Estes cidadãos dos becos escuros das grandes metrópoles, ambiente preferido do cinema noir, só poderiam transitar por ambientes à meia-luz, fotografados em preto e branco, com sombras projetadas simbolicamente nas paredes, no chão e no rosto do espectador. “O filme lançou John Huston como diretor, marcou o surgimento de Bogart, e ainda inventou uma forma de contar histórias de detetives, mulheres de mau comportamento, ladrões e perdedores. A iluminação, os cenários urbanos e a posição de câmera são o alicerce do que posteriormente se tornaria um gênero mágico, um tipo de filme que nos deixa paralisados na poltrona enquanto desfrutamos, extasiados e assustados, a assassinatos, romances arrebatadores e imagens belíssimas e perturbadoras.” – Gregorio Belinchón.

A trama de O falcão maltês não importa muito. No final, tudo pode ser uma farsa, um pretexto para contar histórias de detetives saídas da máquina de escrever do escritor Dashiell Hammett, cujos textos eram publicados em revistinhas pulp fictions. O diretor e roteirista John Huston assumiu que simplesmente copiou e colou os diálogos do autor no roteiro. Estava fazendo uma espécie de filme B, gravado em interiores, com figurinos e cenários econômicos, atores fora do padrão star-system e fotógrafos experimentais, influenciados pela estética expressionista. Clássicos do cinema da era de ouro de Hollywood nasceram sob esta aparente simplicidade. Como diz Sam Spade no final do filme, se referindo ao falcão maltês: “É feito do material com que se fazem os sonhos.” Está falando do cinema.

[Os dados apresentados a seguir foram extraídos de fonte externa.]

//! Pagination: distributing measured blocks across fixed-height pages

use crate::document::{ContentNode, SplitMarker};
use crate::layout::engine::MeasuredBlock;
use rustc_hash::FxHashMap;
use serde::Serialize;
use smallvec::SmallVec;
use std::collections::VecDeque;
use std::rc::Rc;

/// Tolerance for floating point height comparisons
pub const EPSILON: f32 = 0.01;

/// Tunables for the pagination pass
#[derive(Debug, Clone, PartialEq)]
pub struct PaginationPolicy {
    /// Smallest remaining space worth splitting a block into
    pub min_split_height: f32,
    /// Cap on fragments produced from one source block
    pub max_fragments: usize,
}

impl Default for PaginationPolicy {
    fn default() -> Self {
        Self {
            min_split_height: 60.0,
            max_fragments: 512,
        }
    }
}

/// The two fragments of a successful split, already measured
#[derive(Debug, Clone, PartialEq)]
pub struct SplitPair {
    pub first: MeasuredBlock,
    pub second: MeasuredBlock,
}

/// Splits a block that does not fit into the remaining page space
pub trait SplitBlock {
    fn try_split(&self, block: &MeasuredBlock, available_height: f32) -> Option<SplitPair>;
}

/// Never splits; oversized blocks overflow on their own page
#[derive(Debug, Clone, Copy, Default)]
pub struct NoSplit;

impl SplitBlock for NoSplit {
    fn try_split(&self, _: &MeasuredBlock, _: f32) -> Option<SplitPair> {
        None
    }
}

impl<S: SplitBlock + ?Sized> SplitBlock for &S {
    fn try_split(&self, block: &MeasuredBlock, available_height: f32) -> Option<SplitPair> {
        (**self).try_split(block, available_height)
    }
}

/// A block or fragment placed on a page
#[derive(Debug, Clone, PartialEq)]
pub struct PlacedBlock {
    /// Index of the input block this came from
    pub source_index: usize,
    pub node: Rc<ContentNode>,
    pub height: f32,
}

impl PlacedBlock {
    pub fn marker(&self) -> Option<SplitMarker> {
        SplitMarker::read(&self.node)
    }

    pub fn is_fragment(&self) -> bool {
        self.marker().is_some()
    }
}

impl From<MeasuredBlock> for PlacedBlock {
    fn from(block: MeasuredBlock) -> Self {
        Self {
            source_index: block.index,
            node: block.node,
            height: block.height,
        }
    }
}

/// One page of placed blocks
#[derive(Debug, Clone, Default, PartialEq)]
pub struct Page {
    pub blocks: Vec<PlacedBlock>,
    /// Sum of placed outer heights
    pub height: f32,
}

impl Page {
    pub fn len(&self) -> usize {
        self.blocks.len()
    }

    pub fn is_empty(&self) -> bool {
        self.blocks.is_empty()
    }

    /// Source block index of every placed block
    pub fn block_indices(&self) -> SmallVec<[usize; 16]> {
        self.blocks.iter().map(|b| b.source_index).collect()
    }

    /// Serialized fragment of every placed block
    pub fn fragments(&self) -> Vec<String> {
        self.blocks.iter().map(|b| b.node.to_markup()).collect()
    }
}

/// Output of a pagination pass
#[derive(Debug, Clone, Default, PartialEq)]
pub struct PaginationResult {
    pub pages: Vec<Page>,
    pub page_count: usize,
}

impl PaginationResult {
    fn from_pages(pages: Vec<Page>) -> Self {
        let page_count = pages.len();
        Self { pages, page_count }
    }

    /// Placed nodes in flat page order
    pub fn flatten(&self) -> Vec<Rc<ContentNode>> {
        self.pages
            .iter()
            .flat_map(|page| page.blocks.iter().map(|b| Rc::clone(&b.node)))
            .collect()
    }

    /// Number of placed blocks per page
    pub fn block_counts(&self) -> SmallVec<[usize; 32]> {
        self.pages.iter().map(Page::len).collect()
    }

    /// Total number of placed blocks
    pub fn block_count(&self) -> usize {
        self.pages.iter().map(Page::len).sum()
    }

    /// Page holding the `flat_index`-th placed block
    pub fn page_of(&self, flat_index: usize) -> Option<usize> {
        let mut seen = 0;
        for (page_idx, page) in self.pages.iter().enumerate() {
            seen += page.len();
            if flat_index < seen {
                return Some(page_idx);
            }
        }
        None
    }

    /// Serializable summary for hosts and the CLI
    pub fn report(&self, content_height: f32) -> PaginationReport {
        PaginationReport {
            page_count: self.page_count,
            content_height,
            pages: self
                .pages
                .iter()
                .map(|page| PageReport {
                    height: page.height,
                    blocks: page
                        .blocks
                        .iter()
                        .map(|block| {
                            let marker = block.marker();
                            BlockReport {
                                source_index: block.source_index,
                                height: block.height,
                                split_id: marker.as_ref().map(|m| m.split_id.to_string()),
                                split_part: marker.map(|m| m.part.as_u8()),
                                markup: block.node.to_markup(),
                            }
                        })
                        .collect(),
                })
                .collect(),
        }
    }
}

/// JSON view of a pagination result
#[derive(Debug, Clone, Serialize)]
pub struct PaginationReport {
    pub page_count: usize,
    pub content_height: f32,
    pub pages: Vec<PageReport>,
}

#[derive(Debug, Clone, Serialize)]
pub struct PageReport {
    pub height: f32,
    pub blocks: Vec<BlockReport>,
}

#[derive(Debug, Clone, Serialize)]
pub struct BlockReport {
    pub source_index: usize,
    pub height: f32,
    #[serde(skip_serializing_if = "Option::is_none")]
    pub split_id: Option<String>,
    #[serde(skip_serializing_if = "Option::is_none")]
    pub split_part: Option<u8>,
    pub markup: String,
}

/// Accumulates blocks onto the current page
struct PageBuilder {
    content_height: f32,
    current: Page,
    pages: Vec<Page>,
}

impl PageBuilder {
    fn new(content_height: f32) -> Self {
        Self {
            content_height,
            current: Page::default(),
            pages: Vec::new(),
        }
    }

    fn is_empty(&self) -> bool {
        self.current.is_empty()
    }

    fn remaining(&self) -> f32 {
        (self.content_height - self.current.height).max(0.0)
    }

    fn fits(&self, height: f32) -> bool {
        height <= EPSILON || self.current.height + height <= self.content_height + EPSILON
    }

    fn place(&mut self, block: MeasuredBlock) {
        self.current.height += block.height;
        self.current.blocks.push(block.into());
    }

    fn close(&mut self) {
        if !self.current.is_empty() {
            self.pages.push(std::mem::take(&mut self.current));
        }
    }

    fn finish(mut self) -> Vec<Page> {
        self.close();
        if self.pages.is_empty() {
            self.pages.push(Page::default());
        }
        self.pages
    }
}

/// Partition measured blocks into pages of at most `content_height`.
///
/// Blocks are placed in order. A block that overflows the current page is
/// offered to `splitter` when enough space remains; otherwise it moves to a
/// fresh page. A block taller than an empty page is split against the full
/// height or, failing that, placed alone on an overflowing page.
pub fn paginate<S: SplitBlock + ?Sized>(
    blocks: Vec<MeasuredBlock>,
    content_height: f32,
    splitter: &S,
    policy: &PaginationPolicy,
) -> PaginationResult {
    let mut queue: VecDeque<MeasuredBlock> = blocks.into();
    let mut builder = PageBuilder::new(content_height);
    // Splits performed per source index
    let mut splits: FxHashMap<usize, usize> = FxHashMap::default();

    let mut try_split = |block: &MeasuredBlock, available: f32| -> Option<SplitPair> {
        let done = splits.get(&block.index).copied().unwrap_or(0);
        if done + 2 > policy.max_fragments {
            log::debug!(
                "block {} reached the fragment cap of {}",
                block.index,
                policy.max_fragments
            );
            return None;
        }
        let pair = splitter.try_split(block, available)?;
        *splits.entry(block.index).or_insert(0) += 1;
        Some(pair)
    };

    while let Some(block) = queue.pop_front() {
        if block.break_before && !builder.is_empty() {
            builder.close();
        }

        if builder.fits(block.height) {
            let break_after = block.break_after;
            builder.place(block);
            if break_after {
                builder.close();
            }
            continue;
        }

        if !builder.is_empty() {
            let remaining = builder.remaining();
            if remaining >= policy.min_split_height {
                if let Some(pair) = try_split(&block, remaining) {
                    builder.place(pair.first);
                    builder.close();
                    queue.push_front(pair.second);
                    continue;
                }
            }
            builder.close();
        }

        if builder.fits(block.height) {
            let break_after = block.break_after;
            builder.place(block);
            if break_after {
                builder.close();
            }
            continue;
        }

        // Taller than an empty page
        if let Some(pair) = try_split(&block, content_height) {
            builder.place(pair.first);
            builder.close();
            queue.push_front(pair.second);
            continue;
        }

        log::warn!(
            "block {} ({:.1}px) exceeds the {:.1}px content height and cannot be split",
            block.index,
            block.height,
            content_height
        );
        builder.place(block);
        builder.close();
    }

    let result = PaginationResult::from_pages(builder.finish());
    log::debug!(
        "paginated {} blocks onto {} pages",
        result.block_count(),
        result.page_count
    );
    result
}

#[cfg(test)]
mod tests {
    use super::*;

    fn block(index: usize, height: f32) -> MeasuredBlock {
        MeasuredBlock {
            index,
            height,
            break_before: false,
            break_after: false,
            node: Rc::new(ContentNode::new("p").with_text(&format!("block {index}"))),
        }
    }

    fn indices(result: &PaginationResult) -> Vec<Vec<usize>> {
        result
            .pages
            .iter()
            .map(|p| p.block_indices().to_vec())
            .collect()
    }

    #[test]
    fn test_blocks_fill_pages_in_order() {
        let blocks = vec![block(0, 300.0), block(1, 400.0), block(2, 500.0)];
        let result = paginate(blocks, 1000.0, &NoSplit, &PaginationPolicy::default());
        assert_eq!(indices(&result), vec![vec![0, 1], vec![2]]);
        assert_eq!(result.page_count, 2);
        assert_eq!(result.pages[0].height, 700.0);
    }

    #[test]
    fn test_empty_input_gives_one_empty_page() {
        let result = paginate(Vec::new(), 1000.0, &NoSplit, &PaginationPolicy::default());
        assert_eq!(result.page_count, 1);
        assert!(result.pages[0].is_empty());
    }

    #[test]
    fn test_oversized_block_overflows_alone() {
        let blocks = vec![block(0, 100.0), block(1, 1500.0), block(2, 100.0)];
        let result = paginate(blocks, 1000.0, &NoSplit, &PaginationPolicy::default());
        assert_eq!(indices(&result), vec![vec![0], vec![1], vec![2]]);
    }

    #[test]
    fn test_break_hints() {
        let mut blocks = vec![block(0, 100.0), block(1, 100.0), block(2, 100.0)];
        blocks[0].break_after = true;
        blocks[2].break_before = true;
        let result = paginate(blocks, 1000.0, &NoSplit, &PaginationPolicy::default());
        assert_eq!(indices(&result), vec![vec![0], vec![1], vec![2]]);
    }

    #[test]
    fn test_break_before_on_first_block_adds_no_page() {
        let mut blocks = vec![block(0, 100.0)];
        blocks[0].break_before = true;
        let result = paginate(blocks, 1000.0, &NoSplit, &PaginationPolicy::default());
        assert_eq!(result.page_count, 1);
    }

    #[test]
    fn test_zero_height_blocks_always_fit() {
        let blocks = vec![block(0, 1000.0), block(1, 0.0), block(2, 10.0)];
        let result = paginate(blocks, 1000.0, &NoSplit, &PaginationPolicy::default());
        assert_eq!(indices(&result), vec![vec![0, 1], vec![2]]);
    }

    /// Halves any block, marking nothing
    struct Halve;

    impl SplitBlock for Halve {
        fn try_split(&self, block: &MeasuredBlock, available: f32) -> Option<SplitPair> {
            if available < 1.0 {
                return None;
            }
            let first = MeasuredBlock {
                height: available.min(block.height / 2.0),
                break_after: false,
                ..block.clone()
            };
            let second = MeasuredBlock {
                height: block.height - first.height,
                break_before: false,
                ..block.clone()
            };
            Some(SplitPair { first, second })
        }
    }

    #[test]
    fn test_split_respects_min_height() {
        let blocks = vec![block(0, 950.0), block(1, 200.0)];
        let result = paginate(blocks, 1000.0, &Halve, &PaginationPolicy::default());
        // 50px left is below the split threshold
        assert_eq!(indices(&result), vec![vec![0], vec![1]]);

        let blocks = vec![block(0, 900.0), block(1, 200.0)];
        let result = paginate(blocks, 1000.0, &Halve, &PaginationPolicy::default());
        assert_eq!(indices(&result), vec![vec![0, 1], vec![1]]);
        assert_eq!(result.pages[0].height, 1000.0);
    }

    #[test]
    fn test_fragment_cap() {
        let policy = PaginationPolicy {
            max_fragments: 2,
            ..PaginationPolicy::default()
        };
        let blocks = vec![block(0, 4000.0)];
        let result = paginate(blocks, 1000.0, &Halve, &policy);
        // One split allowed, the 3000px remainder overflows
        assert_eq!(result.page_count, 2);
        assert_eq!(result.pages[1].height, 3000.0);
    }

    #[test]
    fn test_report_serializes() {
        let result = paginate(vec![block(0, 10.0)], 100.0, &NoSplit, &PaginationPolicy::default());
        let json = serde_json::to_string(&result.report(100.0)).unwrap();
        assert!(json.contains("\"page_count\":1"));
        assert!(json.contains("<p>block 0</p>"));
        assert!(!json.contains("split_id"));
    }

    #[test]
    fn test_page_of() {
        let blocks = vec![block(0, 600.0), block(1, 600.0), block(2, 100.0)];
        let result = paginate(blocks, 1000.0, &NoSplit, &PaginationPolicy::default());
        assert_eq!(result.page_of(0), Some(0));
        assert_eq!(result.page_of(2), Some(1));
        assert_eq!(result.page_of(3), None);
    }
}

O falcão maltês (The maltese falcon, EUA, 1941), de John Huston. Com Humphrey Bogart (Sam Spade), Mary Astor (Brigid O’Shaughnessy), Peter Lorre (Joel Cairo), Sydney Greenstreet (Kasper Gutman), Elisha Cook Jr. (Wilmer Cook).

Referência: Coleção Folha Clássicos do CinemaO falcão maltês.

Os vivos e os mortos

Passo boa parte dos meus dias entre o cinema e a literatura. Em alguns momentos de beleza, livros e filmes se encontram numa mesma obra. John Huston dirigiu  Os Vivos e os Mortos (The Dead, EUA/ING/ALE, 1987) na cadeira de rodas, respirando com a ajuda de balões de oxigênio. Foi seu último filme, a despedida de uma carreira dedicada à sensibilidade e à ternura traduzidas em cinema.

Adaptação do conto Os Mortos, de James Joyce, o filme narra o encontro de uma família numa noite de festa. É inverno e a neve castiga o tempo e o coração dos personagens. Aos poucos, desejos, amores e segredos vão se revelando. Anjelica Huston (filha do diretor) e Donal McCann formam um casal de meia-idade que vai se defrontar nesta noite com um segredo do passado.

Não sei dizer o que é mais bonito, a cena do monólogo interior de Donal McCann olhando para a mulher adormecida e a neve caindo lá fora ou a última página do livro de James Joyce. É o encontro entre cinema e literatura. Mais do que isso, o encontro entre James Joyce e John Huston.

“Leves batidas na vidraça fizeram-no voltar-se para a janela. A neve tornava a cair. Olhou sonolento os flocos prateados e negros, que despencavam obliquamente contra a luz do lampião. Era tempo de preparar a viagem para o oeste. Sim, os jornais estavam certos: a neve cobria toda a Irlanda. Caía em todas as partes da sombria planície central, nas montanhas sem árvores, tombando mansa sobre o Bog of Allen e, mais para o oeste, nas ondas escuras do cemitério abandonado onde jazia Michael Furey. Amontoava-se nas cruzes tortas e nas lápides, nas hastes do pequeno portão, nos espinhos estéreis. Sua alma desmaiava lentamente, enquanto ele ouvia a neve cair suave através do universo, cair brandamente – como se lhes descesse a hora final – sobre todos os vivos e todos os mortos.”